• Data provided:

====

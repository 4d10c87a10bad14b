//! Device-channel infrastructure.
//!
//! The device channel is the transport client requests arrive on and replies
//! leave by.  One read and at most one write happen per service-loop
//! iteration, always from the I/O thread.
//!
//! # Testability
//!
//! The `DeviceChannel` trait lets tests drive the service loop with a
//! scripted sequence of requests and failures ([`mock::ScriptedChannel`])
//! instead of a live transport.

use thiserror::Error;

pub mod mock;
pub mod stream;

/// Error type for device-channel operations.
#[derive(Debug, Error, PartialEq, Eq)]
pub enum ChannelError {
    /// The peer closed the channel.  Nothing more will ever arrive.
    #[error("device channel peer disconnected")]
    Disconnected,

    /// Any other failure.  The channel is still usable.
    #[error("transient device channel error: {0}")]
    Transient(String),
}

/// Trait abstracting the device channel.
///
/// The production implementation frames requests over a byte stream
/// ([`stream::StreamChannel`]); tests use [`mock::ScriptedChannel`].
pub trait DeviceChannel: Send {
    /// Blocks until the next complete request frame is available.
    fn read_request(&mut self) -> Result<Vec<u8>, ChannelError>;

    /// Sends one complete reply frame.
    fn write_reply(&mut self, reply: &[u8]) -> Result<(), ChannelError>;
}
//! `TomlConfigStore`: the persistent configuration store as a TOML document.
//!
//! ```toml
//! [global]
//! code_page = 850
//!
//! [default]
//! cursor_size = 50
//! screen_buffer_size = { x = 120, y = 9001 }
//!
//! [titles."%SystemRoot%_system32_cmd.exe"]
//! fill_attribute = 0x1F
//! ```
//!
//! Every table is a [`PartialConfig`]: fields that are absent leave the
//! lower tier's value in place.  A title with no `[titles."…"]` entry is not
//! an error, it simply contributes nothing.
//!
//! The file is read on every lookup.

use std::collections::HashMap;
use std::path::{Path, PathBuf};

use conhost_core::PartialConfig;
use serde::Deserialize;
use tracing::trace;

use crate::application::resolve_config::{ConfigSourceError, ConfigStore};

/// On-disk layout of the store.
#[derive(Debug, Default, Deserialize)]
#[serde(default)]
struct StoreDocument {
    global: PartialConfig,
    default: PartialConfig,
    titles: HashMap<String, PartialConfig>,
}

/// [`ConfigStore`] backed by one TOML file.
#[derive(Debug, Clone)]
pub struct TomlConfigStore {
    path: PathBuf,
}

impl TomlConfigStore {
    pub fn new(path: impl Into<PathBuf>) -> Self {
        Self { path: path.into() }
    }

    pub fn path(&self) -> &Path {
        &self.path
    }

    fn location(&self) -> String {
        self.path.display().to_string()
    }

    fn read_document(&self) -> Result<StoreDocument, ConfigSourceError> {
        let content = match std::fs::read_to_string(&self.path) {
            Ok(content) => content,
            Err(e) if e.kind() == std::io::ErrorKind::NotFound => {
                return Err(ConfigSourceError::NotFound {
                    location: self.location(),
                })
            }
            Err(e) => {
                return Err(ConfigSourceError::Unreadable {
                    location: self.location(),
                    reason: e.to_string(),
                })
            }
        };
        toml::from_str(&content).map_err(|e| ConfigSourceError::Unreadable {
            location: self.location(),
            reason: e.to_string(),
        })
    }
}

impl ConfigStore for TomlConfigStore {
    fn load_global_defaults(&self) -> Result<PartialConfig, ConfigSourceError> {
        Ok(self.read_document()?.global)
    }

    fn load_default_record(&self) -> Result<PartialConfig, ConfigSourceError> {
        Ok(self.read_document()?.default)
    }

    fn load_by_title(&self, key: &str) -> Result<PartialConfig, ConfigSourceError> {
        let mut document = self.read_document()?;
        let record = document.titles.remove(key);
        trace!(key, found = record.is_some(), "per-title record");
        Ok(record.unwrap_or_default())
    }
}

// ── Tests ─────────────────────────────────────────────────────────────────────

#[cfg(test)]
mod tests {
    use super::*;
    use conhost_core::Coord;
    use uuid::Uuid;

    /// Writes `content` to a fresh temp file and returns a store over it.
    fn store_with(content: &str) -> TomlConfigStore {
        let path = std::env::temp_dir().join(format!("conhost_store_{}.toml", Uuid::new_v4()));
        std::fs::write(&path, content).expect("write store");
        TomlConfigStore::new(path)
    }

    fn cleanup(store: &TomlConfigStore) {
        std::fs::remove_file(store.path()).ok();
    }

    const STORE: &str = r#"
[global]
code_page = 850

[default]
cursor_size = 50
screen_buffer_size = { x = 120, y = 9001 }

[titles."%SystemRoot%_system32_cmd.exe"]
fill_attribute = 31
"#;

    #[test]
    fn test_reads_each_table() {
        // Arrange
        let store = store_with(STORE);

        // Act
        let global = store.load_global_defaults().expect("global");
        let default = store.load_default_record().expect("default");
        let titled = store
            .load_by_title("%SystemRoot%_system32_cmd.exe")
            .expect("title");

        // Assert
        assert_eq!(global.code_page, Some(850));
        assert_eq!(default.cursor_size, Some(50));
        assert_eq!(default.screen_buffer_size, Some(Coord::new(120, 9001)));
        assert_eq!(titled.fill_attribute, Some(31));
        cleanup(&store);
    }

    #[test]
    fn test_unknown_title_contributes_nothing() {
        let store = store_with(STORE);

        let record = store.load_by_title("no such title").expect("lookup");

        assert!(record.is_empty());
        cleanup(&store);
    }

    #[test]
    fn test_missing_tables_are_empty() {
        let store = store_with("");

        assert!(store.load_global_defaults().expect("global").is_empty());
        assert!(store.load_default_record().expect("default").is_empty());
        cleanup(&store);
    }

    #[test]
    fn test_missing_file_is_not_found() {
        let path = std::env::temp_dir().join(format!("conhost_absent_{}.toml", Uuid::new_v4()));
        let store = TomlConfigStore::new(&path);

        let err = store.load_global_defaults().unwrap_err();

        assert_eq!(
            err,
            ConfigSourceError::NotFound {
                location: path.display().to_string()
            }
        );
    }

    #[test]
    fn test_malformed_file_is_unreadable() {
        let store = store_with("[global\ncode_page = ");

        let err = store.load_default_record().unwrap_err();

        assert!(matches!(err, ConfigSourceError::Unreadable { .. }), "got {err:?}");
        cleanup(&store);
    }

    #[test]
    fn test_edits_are_seen_on_next_lookup() {
        // Arrange
        let store = store_with("[global]\ncode_page = 850\n");
        assert_eq!(store.load_global_defaults().unwrap().code_page, Some(850));

        // Act
        std::fs::write(store.path(), "[global]\ncode_page = 65001\n").unwrap();

        // Assert
        assert_eq!(store.load_global_defaults().unwrap().code_page, Some(65001));
        cleanup(&store);
    }
}
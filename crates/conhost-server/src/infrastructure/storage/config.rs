//! TOML-based settings for the console host server.
//!
//! Reads `ServerSettings` from the platform-appropriate settings file:
//! - Windows:  `%APPDATA%\ConsoleHost\server.toml`
//! - Linux:    `~/.config/conhost/server.toml`
//! - macOS:    `~/Library/Application Support/ConsoleHost/server.toml`
//!
//! Example:
//!
//! ```toml
//! [server]
//! bind_address = "127.0.0.1:24900"
//! log_level = "debug"
//! input_init_timeout_ms = 0        # wait for the input thread forever
//! oem_code_page = 850
//! system_root = 'C:\Windows'
//! console_store = '/etc/conhost/console.toml'
//! ```
//!
//! # Serde default values
//!
//! Every field carries `#[serde(default = "...")]`, so the server runs with a
//! missing file, an empty file, or a file written by an older version.

use std::path::{Path, PathBuf};
use std::time::Duration;

use conhost_core::domain::code_page::DEFAULT_OEM_CODE_PAGE;
use serde::{Deserialize, Serialize};
use thiserror::Error;

/// Error type for settings file operations.
#[derive(Debug, Error)]
pub enum SettingsError {
    /// The platform config directory could not be determined.
    #[error("could not determine platform config directory")]
    NoPlatformConfigDir,

    /// A file system I/O error occurred.
    #[error("I/O error accessing settings at {path}: {source}")]
    Io {
        path: PathBuf,
        #[source]
        source: std::io::Error,
    },

    /// The TOML content could not be parsed.
    #[error("failed to parse settings TOML: {0}")]
    Parse(#[from] toml::de::Error),
}

// ── Settings schema ───────────────────────────────────────────────────────────

/// Top-level settings file.
#[derive(Debug, Clone, Default, Serialize, Deserialize, PartialEq)]
pub struct ServerSettings {
    #[serde(default)]
    pub server: ServerSection,
}

/// The `[server]` table.
#[derive(Debug, Clone, Serialize, Deserialize, PartialEq)]
pub struct ServerSection {
    /// Address the device channel listens on.
    #[serde(default = "default_bind_address")]
    pub bind_address: String,
    /// `tracing` log level: `"error"`, `"warn"`, `"info"`, `"debug"`, `"trace"`.
    #[serde(default = "default_log_level")]
    pub log_level: String,
    /// How long allocation waits for the input thread; `0` waits forever.
    #[serde(default = "default_input_init_timeout_ms")]
    pub input_init_timeout_ms: u64,
    /// Platform OEM code page: the default code page and the fallback for
    /// unsupported ones.
    #[serde(default = "default_oem_code_page")]
    pub oem_code_page: u32,
    /// Absolute system root, abbreviated to `%SystemRoot%` in store keys.
    #[serde(default = "default_system_root")]
    pub system_root: String,
    /// Path of the persistent configuration store.  Defaults to
    /// `console.toml` next to the settings file.
    #[serde(default, skip_serializing_if = "Option::is_none")]
    pub console_store: Option<PathBuf>,
}

fn default_bind_address() -> String {
    "127.0.0.1:24900".to_string()
}
fn default_log_level() -> String {
    "info".to_string()
}
fn default_input_init_timeout_ms() -> u64 {
    30_000
}
fn default_oem_code_page() -> u32 {
    DEFAULT_OEM_CODE_PAGE
}
fn default_system_root() -> String {
    r"C:\Windows".to_string()
}

impl Default for ServerSection {
    fn default() -> Self {
        Self {
            bind_address: default_bind_address(),
            log_level: default_log_level(),
            input_init_timeout_ms: default_input_init_timeout_ms(),
            oem_code_page: default_oem_code_page(),
            system_root: default_system_root(),
            console_store: None,
        }
    }
}

impl ServerSection {
    /// The input-thread wait limit; `None` means unbounded.
    pub fn input_init_timeout(&self) -> Option<Duration> {
        match self.input_init_timeout_ms {
            0 => None,
            ms => Some(Duration::from_millis(ms)),
        }
    }

    /// The system root, or `None` when configured empty.
    pub fn system_root(&self) -> Option<String> {
        Some(self.system_root.clone()).filter(|root| !root.is_empty())
    }

    /// Where the persistent configuration store lives.
    pub fn console_store_path(&self, settings_dir: &Path) -> PathBuf {
        self.console_store
            .clone()
            .unwrap_or_else(|| settings_dir.join("console.toml"))
    }
}

// ── Settings repository ───────────────────────────────────────────────────────

/// Determines the platform-appropriate directory for the settings file.
///
/// # Errors
///
/// Returns [`SettingsError::NoPlatformConfigDir`] when the platform config
/// base directory cannot be determined from the environment.
pub fn settings_dir() -> Result<PathBuf, SettingsError> {
    platform_config_dir().ok_or(SettingsError::NoPlatformConfigDir)
}

/// Resolves the full path to the settings file.
///
/// # Errors
///
/// Returns [`SettingsError::NoPlatformConfigDir`] if the base directory
/// cannot be determined.
pub fn settings_file_path() -> Result<PathBuf, SettingsError> {
    Ok(settings_dir()?.join("server.toml"))
}

/// Loads settings from `path`, returning the defaults if the file does not
/// exist.
///
/// # Errors
///
/// Returns [`SettingsError::Io`] for file-system errors other than "not
/// found", and [`SettingsError::Parse`] if the TOML is malformed.
pub fn load_settings_from(path: &Path) -> Result<ServerSettings, SettingsError> {
    match std::fs::read_to_string(path) {
        Ok(content) => Ok(toml::from_str(&content)?),
        Err(e) if e.kind() == std::io::ErrorKind::NotFound => Ok(ServerSettings::default()),
        Err(source) => Err(SettingsError::Io {
            path: path.to_path_buf(),
            source,
        }),
    }
}

/// Loads settings from the platform settings file.
///
/// # Errors
///
/// See [`settings_file_path`] and [`load_settings_from`].
pub fn load_settings() -> Result<ServerSettings, SettingsError> {
    load_settings_from(&settings_file_path()?)
}

/// Resolves the platform config base directory for the server.
fn platform_config_dir() -> Option<PathBuf> {
    #[cfg(target_os = "windows")]
    {
        // %APPDATA% e.g. C:\Users\<user>\AppData\Roaming
        std::env::var_os("APPDATA").map(|p| PathBuf::from(p).join("ConsoleHost"))
    }

    #[cfg(target_os = "linux")]
    {
        // XDG_CONFIG_HOME or ~/.config
        let base = std::env::var_os("XDG_CONFIG_HOME")
            .map(PathBuf::from)
            .or_else(|| std::env::var_os("HOME").map(|h| PathBuf::from(h).join(".config")))?;
        Some(base.join("conhost"))
    }

    #[cfg(target_os = "macos")]
    {
        std::env::var_os("HOME").map(|h| {
            PathBuf::from(h)
                .join("Library")
                .join("Application Support")
                .join("ConsoleHost")
        })
    }

    #[cfg(not(any(target_os = "windows", target_os = "linux", target_os = "macos")))]
    {
        None
    }
}

// ── Tests ─────────────────────────────────────────────────────────────────────
//! Domain entities for the console host.
//!
//! This module contains pure configuration logic with no infrastructure
//! dependencies: no file system, no threads, no device channel.  The server
//! crate depends on it; it never depends on the server crate.

/// Effective configuration and the per-tier partial records.
///
/// See [`config::SessionConfig`] for the main type.
pub mod config;

pub mod code_page;
pub mod title;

====

• Work to be completed: Every line from the top of the material through the line containing "is still usable." must be transcribed exactly, and no other line may appear.

• Solved problem:
repository 4d10c87a10bad14b
//! Device-channel infrastructure.
//!
//! The device channel is the transport client requests arrive on and replies
//! leave by.  One read and at most one write happen per service-loop
//! iteration, always from the I/O thread.
//!
//! # Testability
//!
//! The `DeviceChannel` trait lets tests drive the service loop with a
//! scripted sequence of requests and failures ([`mock::ScriptedChannel`])
//! instead of a live transport.

use thiserror::Error;

pub mod mock;
pub mod stream;

/// Error type for device-channel operations.
#[derive(Debug, Error, PartialEq, Eq)]
pub enum ChannelError {
    /// The peer closed the channel.  Nothing more will ever arrive.
    #[error("device channel peer disconnected")]
    Disconnected,

    /// Any other failure.  The channel is still usable.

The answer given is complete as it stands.